Je pris la clé et le bougeoir qu'il m'offrait, puis je gagnai ma chambre dans laquelle je m'introduisis le plus doucement possible pour ne pas effrayer la comtesse malade. À quoi bon lui donner l'inquiétude de savoir qu'il y avait un homme de l'autre côté de cette porte de communication qu'un verrou, à la vérité, condamnait dans chaque chambre, mais qui n'aurait pas résisté au plus petit coup d'épaule?

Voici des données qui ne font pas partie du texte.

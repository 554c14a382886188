// SPDX-License-Identifier: PMPL-1.0-or-later
// Copyright (c) 2026 Jonathan D.A. Jewell (hyperpolymath) <jonathan.jewell@open.ac.uk>

//! notarium-timestamp — trusted timestamping over the Time-Stamp Protocol.
//!
//! DER encoding of time-stamp queries, strict decoding and verification of
//! the authority's replies, and a client that retries transient failures
//! with capped exponential backoff and honours cancellation.

pub mod client;
pub mod codec;
pub mod der;
pub mod retry;
pub mod stub;
pub mod token;
pub mod transport;

pub use client::TimestampClient;
pub use codec::{CodecPolicy, decode_request, decode_response, encode_request, parse_token};
pub use retry::BackoffPolicy;
pub use stub::{StubAuthority, StubReply};
pub use token::{TimestampRequest, TimestampToken, TstInfo};
pub use transport::{HttpTransport, TsaTransport};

Je venais de retirer ma veste quand j'entendis marcher dans le couloir. C'était la servante qui, après ses clients d'en bas servis, venait glisser la lettre sous la porte. Elle frappa un petit coup en disant:
—Il y avait une lettre, madame la comtesse, et je vous l'apporte.
Faut-il vous la passer sous la porte?
—Vous m'obligerez, mon enfant, répondit madame de Biéleuze qui, sans doute, occupée à sa toilette de nuit, ne voulait pas ouvrir.
Le pas lourd et pressé de la servante qui s'éloignait alla en s'affaiblissant, puis j'entendis la comtesse s'approcher de la porte pour ramasser le pli.